New thriller is an instant classic

We’re living in a golden age of gruesome genre films with stylish art-house aesthetics.

Jeremy Saulnier’s “Green Room,” a Punks-versus-Nazis siege tale, is another film inspired by the early works of John Carpenter. It packs interesting questions — how important is my identity when I have a knife in my gut? — into an absolute rocket ship of a thriller.

The Ain’t Rights (Anton Yelchin, Alia Shakwat, Joe Cole and Callum Turner) are a punk band perpetually on the brink of total poverty. A canceled gig puts their delicate financial status — and their ability to get home — in peril, until a friend suggests a potentially well-paying gig. The downside: The show is at a remote Nazi compound in the Oregon woods. Gas money is gas money.

The band plays a rousing cover of the Dead Kennedys’ “Nazi Punks F— Off” to a less-than-receptive crowd before heading back to the titular green room, only to find a whole lot of Iron Eagle neck tatoos, knives, White Power stickers, a Confederate flag and a girl on the floor with a screwdriver in her temple. The band is invited to sit in the green room until further notice. “We’re not keeping you,” says one Nazi. “You’re just staying.”

For reasons both obvious and obscure, the owner of the club (Patrick Stewart) doesn’t want the band to leave — at least not alive.

Saulnier’s tidy 95-minute film doesn’t waste a single scene dawdling about. Even earlier scenes of the band on tour — the usual banal scenes of long van rides, rural roads and unusual sleeping arrangements — are pieced together at a furious stitch by editor Julia Bloch. As the band enters enemy territory, Saulnier brilliantly ratchets up the tension until the first burst of brutally visceral violence.

Like his last film, “Blue Ruin,” Saulnier — who wrote both films as well — creates characters who are not at all accustomed to the violence they’re forced to witness and commit. Though they may be nihilistic punks, the mere idea of shooting someone is inconceivable, never mind the sight of a sloppy knife attack. There’s no glorification of violence here. You get the feeling that these are the simple, deeply unpleasant facts of the matter — this is the result of combining a boxcutter and flesh.

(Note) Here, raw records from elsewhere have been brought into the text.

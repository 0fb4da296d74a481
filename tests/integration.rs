//! Integration tests driving the `codectx` binary end to end with the
//! offline hash embedder.

use std::fs;
use std::path::{Path, PathBuf};
use std::process::Command;

use tempfile::TempDir;

fn codectx_binary() -> PathBuf {
    let mut path = std::env::current_exe().unwrap();
    path.pop(); // remove test binary name
    path.pop(); // remove deps/
    path.push("codectx");
    path
}

fn setup_test_env() -> (TempDir, PathBuf, PathBuf) {
    let tmp = TempDir::new().unwrap();
    let root = tmp.path().to_path_buf();

    let repo = root.join("repo");
    fs::create_dir_all(repo.join("src")).unwrap();
    fs::write(
        repo.join("src/calc.ts"),
        "export function calculateTotal(items: number[]): number {\n  return items.reduce((a, b) => a + b, 0);\n}\n",
    )
    .unwrap();
    fs::write(
        repo.join("src/user.py"),
        "class UserManager:\n    def __init__(self):\n        self.users = []\n\n    def add(self, user):\n        self.users.append(user)\n",
    )
    .unwrap();

    let config_content = format!(
        r#"[storage]
data_dir = "{}/data"

[indexing]
chunk_size = 800
chunk_overlap = 0
hybrid = true
splitter = "chars"

[embedding]
provider = "hash"
dims = 64
"#,
        root.display()
    );
    let config_path = root.join("codectx.toml");
    fs::write(&config_path, config_content).unwrap();

    (tmp, config_path, repo)
}

fn run_codectx(config_path: &Path, args: &[&str]) -> (String, String, bool) {
    let binary = codectx_binary();
    let output = Command::new(&binary)
        .arg("--config")
        .arg(config_path.to_str().unwrap())
        .arg("--progress")
        .arg("off")
        .args(args)
        .output()
        .unwrap_or_else(|e| panic!("failed to run codectx binary at {:?}: {}", binary, e));

    let stdout = String::from_utf8_lossy(&output.stdout).to_string();
    let stderr = String::from_utf8_lossy(&output.stderr).to_string();
    (stdout, stderr, output.status.success())
}

#[test]
fn index_then_search() {
    let (_tmp, config, repo) = setup_test_env();
    let repo_str = repo.to_str().unwrap();

    let (stdout, stderr, ok) = run_codectx(&config, &["index", repo_str]);
    assert!(ok, "index failed: stdout={}, stderr={}", stdout, stderr);
    assert!(stdout.contains("files: 2"));
    assert!(stdout.contains("ok"));

    let (stdout, stderr, ok) = run_codectx(&config, &["search", "calculateTotal", repo_str]);
    assert!(ok, "search failed: stdout={}, stderr={}", stdout, stderr);
    assert!(stdout.contains("calc.ts"), "missing hit in: {}", stdout);
}

#[test]
fn index_is_idempotent() {
    let (_tmp, config, repo) = setup_test_env();
    let repo_str = repo.to_str().unwrap();

    let (_, _, ok) = run_codectx(&config, &["index", repo_str]);
    assert!(ok);
    // Second run takes the incremental path and succeeds cleanly.
    let (stdout, stderr, ok) = run_codectx(&config, &["index", repo_str]);
    assert!(ok, "second index failed: stdout={}, stderr={}", stdout, stderr);
    assert!(stdout.contains("ok"));
}

#[test]
fn search_before_index_reports_no_results() {
    let (_tmp, config, repo) = setup_test_env();
    let (stdout, _, ok) = run_codectx(&config, &["search", "anything", repo.to_str().unwrap()]);
    assert!(ok);
    assert!(stdout.contains("No results."));
}

#[test]
fn status_reflects_lifecycle() {
    let (_tmp, config, repo) = setup_test_env();
    let repo_str = repo.to_str().unwrap();

    let (stdout, _, ok) = run_codectx(&config, &["status", repo_str]);
    assert!(ok);
    assert!(stdout.contains("not indexed"));

    run_codectx(&config, &["index", repo_str]);

    let (stdout, _, ok) = run_codectx(&config, &["status", repo_str]);
    assert!(ok);
    assert!(stdout.contains("indexed: 2 files"), "unexpected: {}", stdout);
}

#[test]
fn clear_removes_the_index() {
    let (_tmp, config, repo) = setup_test_env();
    let repo_str = repo.to_str().unwrap();

    run_codectx(&config, &["index", repo_str]);
    let (stdout, _, ok) = run_codectx(&config, &["clear", repo_str]);
    assert!(ok);
    assert!(stdout.contains("cleared"));

    let (stdout, _, ok) = run_codectx(&config, &["search", "calculateTotal", repo_str]);
    assert!(ok);
    assert!(stdout.contains("No results."));

    let (stdout, _, ok) = run_codectx(&config, &["status", repo_str]);
    assert!(ok);
    assert!(stdout.contains("not indexed"));
}

#[test]
fn search_filters_by_extension() {
    let (_tmp, config, repo) = setup_test_env();
    let repo_str = repo.to_str().unwrap();

    run_codectx(&config, &["index", repo_str]);
    let (stdout, _, ok) = run_codectx(
        &config,
        &["search", "UserManager", repo_str, "--ext", ".py", "--limit", "5"],
    );
    assert!(ok);
    assert!(stdout.contains("user.py"), "unexpected: {}", stdout);
    assert!(!stdout.contains("calc.ts"));
}

#[test]
fn incremental_reindex_via_cli() {
    let (_tmp, config, repo) = setup_test_env();
    let repo_str = repo.to_str().unwrap();

    run_codectx(&config, &["index", repo_str]);

    fs::write(
        repo.join("src/extra.rs"),
        "pub fn extra_function_marker() -> u32 {\n    7\n}\n",
    )
    .unwrap();

    let (stdout, stderr, ok) = run_codectx(&config, &["index", repo_str]);
    assert!(ok, "reindex failed: stdout={}, stderr={}", stdout, stderr);
    assert!(stdout.contains("files: 3"), "unexpected: {}", stdout);

    let (stdout, _, ok) = run_codectx(&config, &["search", "extra_function_marker", repo_str]);
    assert!(ok);
    assert!(stdout.contains("extra.rs"), "unexpected: {}", stdout);
}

Despite being heavily influenced by the works of Howard Hawks and Carpenter, “Green Room” repeatedly subverts expectations. Characters survive and die at moments when every instinct predicts the opposite, and it does so in a way that doesn’t feel cheap like many of the so-called twists in “Game of Thrones.” Even as the protagonists approach the Final Showdown, it isn’t clear if they’ll ride off into the sunset.

The performances in the film are all fairly stellar, from the clear-headed Cole to the warbly Yelchin to frequent Saulnier collaborator Macon Blair’s second-thoughts-having Nazi janitor, but the standout performance is from Sir Patrick Stewart. The renowned Shakespearean actor brings a tremendous gravity to the part of Darcy, the compound’s owner and the leader of the white supremacists. His unmistakable voice — even when speaking softly through the barricaded door — drips with menace, though credit is once again due to Saulnier for creating a wholly unique character for Stewart to inhabit.

Like “Blue Ruin,” “The Guest” and “Mad Max: Fury Road” before it, “Green Room” is the newest in a line of films that take inspiration from the schlock of yore and recasts it in gold. Who doesn’t like an artfully murdered Nazi?